_Exercise details_. Within the entries below, every line containing "ObjectLoadingContext" is to be copied.

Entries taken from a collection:
--------------------
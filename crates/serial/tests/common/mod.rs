//! Shared fixtures: a small reflected schema and save/load helpers.

#![allow(dead_code)]

use std::sync::Arc;

use rtti::{
    BitfieldDef, ClassDef, EnumDef, ObjectRef, PropertyDef, SimpleKind, StringId, TypeDef,
    TypeRegistry,
};
use serial::{
    load_object, save_object, ObjectLoadingContext, ObjectSavingContext, SerializationFormat,
};

pub fn vector3_class() -> Arc<ClassDef> {
    ClassDef::build("test.Vector3")
        .prop(PropertyDef::new("x", TypeDef::Simple(SimpleKind::F32)))
        .prop(PropertyDef::new("y", TypeDef::Simple(SimpleKind::F32)))
        .prop(PropertyDef::new("z", TypeDef::Simple(SimpleKind::F32)))
        .finish()
}

pub fn box_class(vector3: &Arc<ClassDef>) -> Arc<ClassDef> {
    ClassDef::build("test.Box")
        .prop(PropertyDef::new("min", TypeDef::Class(Arc::clone(vector3))))
        .prop(PropertyDef::new("max", TypeDef::Class(Arc::clone(vector3))))
        .finish()
}

pub fn color_enum() -> Arc<EnumDef> {
    EnumDef::new("test.Color", &[("Red", 0), ("Green", 1), ("Blue", 2)])
}

pub fn flags_bitfield() -> Arc<BitfieldDef> {
    BitfieldDef::new("test.Flags", &[("First", 0), ("Second", 1), ("Third", 2)])
}

pub fn resource_class() -> Arc<ClassDef> {
    ClassDef::build("test.TestResource")
        .resource()
        .prop(PropertyDef::new("value", TypeDef::Simple(SimpleKind::I32)))
        .finish()
}

/// The kitchen-sink entity most graph tests use.
pub fn entity_class() -> Arc<ClassDef> {
    ClassDef::build("test.Entity")
        .prop(PropertyDef::new("name", TypeDef::Simple(SimpleKind::String)))
        .prop(PropertyDef::new("simple", TypeDef::Simple(SimpleKind::I32)))
        .prop(PropertyDef::new(
            "children",
            TypeDef::array_of(TypeDef::StrongHandle(StringId::intern("test.Entity"))),
        ))
        .prop(PropertyDef::new(
            "buddy",
            TypeDef::WeakHandle(StringId::intern("test.Entity")),
        ))
        .finish()
}

/// Registry with the whole fixture schema registered.
pub fn test_registry() -> Arc<TypeRegistry> {
    let registry = TypeRegistry::new();
    let vector3 = vector3_class();
    registry.register_class(Arc::clone(&vector3)).unwrap();
    registry.register_class(box_class(&vector3)).unwrap();
    registry.register_enum(color_enum()).unwrap();
    registry.register_bitfield(flags_bitfield()).unwrap();
    registry.register_class(resource_class()).unwrap();
    registry.register_class(entity_class()).unwrap();
    registry
}

pub fn save_binary_bytes(registry: &Arc<TypeRegistry>, object: &ObjectRef) -> Vec<u8> {
    let mut ctx = ObjectSavingContext::new(registry);
    save_object(SerializationFormat::Binary, &mut ctx, object)
        .expect("save failed")
        .to_vec()
}

pub fn load_binary_bytes(registry: &Arc<TypeRegistry>, data: &[u8]) -> ObjectRef {
    let mut ctx = ObjectLoadingContext::new(registry);
    load_object(SerializationFormat::Binary, &mut ctx, data).expect("load failed")
}

pub fn roundtrip_binary(registry: &Arc<TypeRegistry>, object: &ObjectRef) -> ObjectRef {
    let bytes = save_binary_bytes(registry, object);
    load_binary_bytes(registry, &bytes)
}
--------------------
_Result of this exercise_.
    load_object, save_object, ObjectLoadingContext, ObjectSavingContext, SerializationFormat,
    let mut ctx = ObjectLoadingContext::new(registry);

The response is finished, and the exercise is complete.